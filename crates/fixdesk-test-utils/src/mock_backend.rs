// SPDX-FileCopyrightText: 2026 Fixdesk Contributors
// SPDX-License-Identifier: MIT OR Apache-2.0

//! In-memory backend for deterministic testing.
//!
//! `MockBackend` implements both [`ConversationStore`] and
//! [`KnowledgeStore`] over plain collections, with switches to make
//! individual operations fail.

use std::collections::HashMap;
use std::sync::atomic::{AtomicBool, AtomicUsize, Ordering};

use async_trait::async_trait;
use tokio::sync::Mutex;

use fixdesk_core::FixdeskError;
use fixdesk_core::traits::{ConversationStore, KnowledgeStore, ServiceAdapter};
use fixdesk_core::types::{
    ContextMessage, ConversationId, ConversationRef, HealthStatus, KnowledgeEntry, KnowledgeId,
    KnowledgeLookup, Log, LogFilter, LogId, LogSummary, Machine, MachineId, Message, MessageId,
    NewKnowledgeEntry, SuggestedSolution,
};

const UNLIMITED: usize = usize::MAX;

#[derive(Default)]
struct BackendData {
    logs: Vec<LogSummary>,
    conversations: HashMap<ConversationId, LogId>,
    messages: HashMap<ConversationId, Vec<Message>>,
    resolved: HashMap<LogId, bool>,
    machines: Vec<Machine>,
    knowledge: Vec<KnowledgeEntry>,
    generated_solution: Option<String>,
    next_conversation_id: i64,
    next_knowledge_id: i64,
}

/// An in-memory conversation, log, and knowledge-base store.
pub struct MockBackend {
    data: Mutex<BackendData>,
    /// Appends that may still succeed; `UNLIMITED` disables the limit.
    append_budget: AtomicUsize,
    fail_reads: AtomicBool,
    fail_set_resolved: AtomicBool,
    fail_knowledge: AtomicBool,
    hide_log_machine_names: AtomicBool,
    machine_list_calls: AtomicUsize,
    knowledge_writes: AtomicUsize,
}

impl MockBackend {
    pub fn new() -> Self {
        Self {
            data: Mutex::new(BackendData {
                next_conversation_id: 100,
                next_knowledge_id: 1,
                ..BackendData::default()
            }),
            append_budget: AtomicUsize::new(UNLIMITED),
            fail_reads: AtomicBool::new(false),
            fail_set_resolved: AtomicBool::new(false),
            fail_knowledge: AtomicBool::new(false),
            hide_log_machine_names: AtomicBool::new(false),
            machine_list_calls: AtomicUsize::new(0),
            knowledge_writes: AtomicUsize::new(0),
        }
    }

    /// Register an error log.
    pub async fn add_log(&self, log_id: i64, content: &str, machine_name: &str) {
        self.data.lock().await.logs.push(LogSummary {
            process_id: log_id,
            log_id: LogId(log_id),
            sentiment: None,
            resolved: false,
            date_created: "2025-01-01T00:00:00".to_string(),
            content: content.to_string(),
            machine_name: machine_name.to_string(),
        });
    }

    /// Register a conversation on a log with existing history.
    pub async fn add_conversation(&self, conversation_id: i64, log_id: i64, history: Vec<Message>) {
        let mut data = self.data.lock().await;
        data.conversations
            .insert(ConversationId(conversation_id), LogId(log_id));
        data.messages.insert(ConversationId(conversation_id), history);
    }

    pub async fn add_machine(&self, machine_id: i64, machine_name: &str) {
        self.data.lock().await.machines.push(Machine {
            machine_id: MachineId(machine_id),
            machine_name: machine_name.to_string(),
        });
    }

    /// Insert a knowledge entry directly, bypassing write counters.
    pub async fn add_knowledge(&self, content: &str, solution: &str) -> KnowledgeId {
        let mut data = self.data.lock().await;
        let knowledge_id = KnowledgeId(data.next_knowledge_id);
        data.next_knowledge_id += 1;
        data.knowledge.push(KnowledgeEntry {
            knowledge_id,
            content: content.to_string(),
            content_type: "Guide".to_string(),
            machine_id: MachineId(1),
            solution: Some(solution.to_string()),
        });
        knowledge_id
    }

    /// Text returned by `suggest_solution` for errors not in the knowledge base.
    pub async fn set_generated_solution(&self, text: &str) {
        self.data.lock().await.generated_solution = Some(text.to_string());
    }

    pub async fn set_resolved_flag(&self, log_id: i64, resolved: bool) {
        self.data.lock().await.resolved.insert(LogId(log_id), resolved);
    }

    /// Make every message append fail (`true`) or succeed (`false`).
    pub fn fail_append(&self, fail: bool) {
        self.append_budget
            .store(if fail { 0 } else { UNLIMITED }, Ordering::SeqCst);
    }

    /// Let the next `successes` appends succeed, then fail the rest.
    pub fn fail_append_after(&self, successes: usize) {
        self.append_budget.store(successes, Ordering::SeqCst);
    }

    /// Make log, resolved-flag, and message reads fail.
    pub fn fail_reads(&self, fail: bool) {
        self.fail_reads.store(fail, Ordering::SeqCst);
    }

    pub fn fail_set_resolved(&self, fail: bool) {
        self.fail_set_resolved.store(fail, Ordering::SeqCst);
    }

    /// Make every knowledge-base call fail, including the machine list.
    pub fn fail_knowledge(&self, fail: bool) {
        self.fail_knowledge.store(fail, Ordering::SeqCst);
    }

    /// Make `get_log` omit the machine name, as the HTTP backend does.
    pub fn hide_log_machine_names(&self, hide: bool) {
        self.hide_log_machine_names.store(hide, Ordering::SeqCst);
    }

    pub fn machine_list_calls(&self) -> usize {
        self.machine_list_calls.load(Ordering::SeqCst)
    }

    /// Number of successful knowledge-base creates and updates.
    pub fn knowledge_writes(&self) -> usize {
        self.knowledge_writes.load(Ordering::SeqCst)
    }

    pub async fn knowledge_entries(&self) -> Vec<KnowledgeEntry> {
        self.data.lock().await.knowledge.clone()
    }

    /// Durable messages of a conversation, in append order.
    pub async fn messages(&self, conversation_id: ConversationId) -> Vec<Message> {
        self.data
            .lock()
            .await
            .messages
            .get(&conversation_id)
            .cloned()
            .unwrap_or_default()
    }

    pub async fn resolved(&self, log_id: LogId) -> bool {
        self.data
            .lock()
            .await
            .resolved
            .get(&log_id)
            .copied()
            .unwrap_or(false)
    }

    fn check_reads(&self) -> Result<(), FixdeskError> {
        if self.fail_reads.load(Ordering::SeqCst) {
            return Err(FixdeskError::backend("mock read failure"));
        }
        Ok(())
    }

    fn check_knowledge(&self) -> Result<(), FixdeskError> {
        if self.fail_knowledge.load(Ordering::SeqCst) {
            return Err(FixdeskError::backend("mock knowledge failure"));
        }
        Ok(())
    }

    fn take_append_budget(&self) -> Result<(), FixdeskError> {
        let result = self
            .append_budget
            .fetch_update(Ordering::SeqCst, Ordering::SeqCst, |left| match left {
                0 => None,
                UNLIMITED => Some(UNLIMITED),
                n => Some(n - 1),
            });
        result
            .map(|_| ())
            .map_err(|_| FixdeskError::backend("mock append failure"))
    }
}

impl Default for MockBackend {
    fn default() -> Self {
        Self::new()
    }
}

fn not_found(resource: &str, id: impl ToString) -> FixdeskError {
    FixdeskError::NotFound {
        resource: resource.to_string(),
        id: id.to_string(),
    }
}

#[async_trait]
impl ServiceAdapter for MockBackend {
    fn name(&self) -> &str {
        "mock-backend"
    }

    async fn health_check(&self) -> Result<HealthStatus, FixdeskError> {
        if self.fail_reads.load(Ordering::SeqCst) {
            return Ok(HealthStatus::Unhealthy("reads failing".to_string()));
        }
        Ok(HealthStatus::Healthy)
    }
}

#[async_trait]
impl ConversationStore for MockBackend {
    async fn get_log(&self, conversation_id: ConversationId) -> Result<Log, FixdeskError> {
        self.check_reads()?;
        let data = self.data.lock().await;
        let log_id = data
            .conversations
            .get(&conversation_id)
            .ok_or_else(|| not_found("conversation", conversation_id))?;
        let mut log = data
            .logs
            .iter()
            .find(|row| row.log_id == *log_id)
            .map(LogSummary::to_log)
            .ok_or_else(|| not_found("log", log_id))?;
        if self.hide_log_machine_names.load(Ordering::SeqCst) {
            log.machine_name = None;
        }
        Ok(log)
    }

    async fn get_resolved(&self, log_id: LogId) -> Result<bool, FixdeskError> {
        self.check_reads()?;
        Ok(self.resolved(log_id).await)
    }

    async fn set_resolved(&self, log_id: LogId, resolved: bool) -> Result<(), FixdeskError> {
        if self.fail_set_resolved.load(Ordering::SeqCst) {
            return Err(FixdeskError::backend("mock resolved failure"));
        }
        self.data.lock().await.resolved.insert(log_id, resolved);
        Ok(())
    }

    async fn get_messages(
        &self,
        conversation_id: ConversationId,
    ) -> Result<Vec<Message>, FixdeskError> {
        self.check_reads()?;
        Ok(self.messages(conversation_id).await)
    }

    async fn append_messages(
        &self,
        conversation_id: ConversationId,
        messages: &[Message],
    ) -> Result<(), FixdeskError> {
        self.take_append_budget()?;
        let mut data = self.data.lock().await;
        if !data.conversations.contains_key(&conversation_id) {
            return Err(not_found("conversation", conversation_id));
        }
        data.messages
            .entry(conversation_id)
            .or_default()
            .extend_from_slice(messages);
        Ok(())
    }

    async fn list_logs(&self, filter: &LogFilter) -> Result<Vec<LogSummary>, FixdeskError> {
        self.check_reads()?;
        let data = self.data.lock().await;
        Ok(data
            .logs
            .iter()
            .map(|row| LogSummary {
                resolved: data.resolved.get(&row.log_id).copied().unwrap_or(row.resolved),
                ..row.clone()
            })
            .filter(|row| {
                filter
                    .machine_name
                    .as_ref()
                    .is_none_or(|name| &row.machine_name == name)
                    && filter.resolved.is_none_or(|r| row.resolved == r)
            })
            .collect())
    }

    async fn find_conversation_by_log(
        &self,
        log_id: LogId,
    ) -> Result<Option<ConversationRef>, FixdeskError> {
        self.check_reads()?;
        let data = self.data.lock().await;
        Ok(data
            .conversations
            .iter()
            .find(|(_, l)| **l == log_id)
            .map(|(c, l)| ConversationRef {
                conversation_id: *c,
                log_id: Some(*l),
            }))
    }

    async fn create_conversation(
        &self,
        log_id: LogId,
        seed: &[ContextMessage],
    ) -> Result<ConversationId, FixdeskError> {
        let mut data = self.data.lock().await;
        if !data.logs.iter().any(|row| row.log_id == log_id) {
            return Err(not_found("log", log_id));
        }
        let conversation_id = ConversationId(data.next_conversation_id);
        data.next_conversation_id += 1;
        data.conversations.insert(conversation_id, log_id);
        let messages = seed
            .iter()
            .map(|m| Message {
                sent_at: m.sent_at,
                role: m.role,
                content: m.content.clone(),
                id: MessageId::generate(),
                conversation_id,
            })
            .collect();
        data.messages.insert(conversation_id, messages);
        Ok(conversation_id)
    }

    async fn suggest_solution(
        &self,
        _conversation_id: ConversationId,
        log_content: &str,
    ) -> Result<SuggestedSolution, FixdeskError> {
        let data = self.data.lock().await;
        if let Some(solution) = data
            .knowledge
            .iter()
            .find(|e| e.content == log_content)
            .and_then(|e| e.solution.clone())
        {
            return Ok(SuggestedSolution::Known(solution));
        }
        Ok(SuggestedSolution::Generated(
            data.generated_solution
                .clone()
                .unwrap_or_else(|| "restart the service".to_string()),
        ))
    }
}

#[async_trait]
impl KnowledgeStore for MockBackend {
    async fn list_machines(&self) -> Result<Vec<Machine>, FixdeskError> {
        self.machine_list_calls.fetch_add(1, Ordering::SeqCst);
        self.check_knowledge()?;
        Ok(self.data.lock().await.machines.clone())
    }

    async fn exists(&self, content: &str) -> Result<KnowledgeLookup, FixdeskError> {
        self.check_knowledge()?;
        let data = self.data.lock().await;
        let found = data.knowledge.iter().find(|e| e.content == content);
        Ok(KnowledgeLookup {
            exists: found.is_some(),
            knowledge_id: found.map(|e| e.knowledge_id),
        })
    }

    async fn create(&self, entry: &NewKnowledgeEntry) -> Result<KnowledgeEntry, FixdeskError> {
        self.check_knowledge()?;
        let mut data = self.data.lock().await;
        let created = KnowledgeEntry {
            knowledge_id: KnowledgeId(data.next_knowledge_id),
            content: entry.content.clone(),
            content_type: entry.content_type.clone(),
            machine_id: entry.machine_id,
            solution: Some(entry.solution.clone()),
        };
        data.next_knowledge_id += 1;
        data.knowledge.push(created.clone());
        self.knowledge_writes.fetch_add(1, Ordering::SeqCst);
        Ok(created)
    }

    async fn update_solution(
        &self,
        knowledge_id: KnowledgeId,
        solution: &str,
    ) -> Result<(), FixdeskError> {
        self.check_knowledge()?;
        let mut data = self.data.lock().await;
        let entry = data
            .knowledge
            .iter_mut()
            .find(|e| e.knowledge_id == knowledge_id)
            .ok_or_else(|| not_found("knowledge entry", knowledge_id))?;
        entry.solution = Some(solution.to_string());
        self.knowledge_writes.fetch_add(1, Ordering::SeqCst);
        Ok(())
    }
}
• • • • • • •
» **What you are asked to do**: Report back every line of the entries in which "push" occurs.

» **Task answer**:
        self.data.lock().await.logs.push(LogSummary {
        self.data.lock().await.machines.push(Machine {
        data.knowledge.push(KnowledgeEntry {
        data.knowledge.push(created.clone());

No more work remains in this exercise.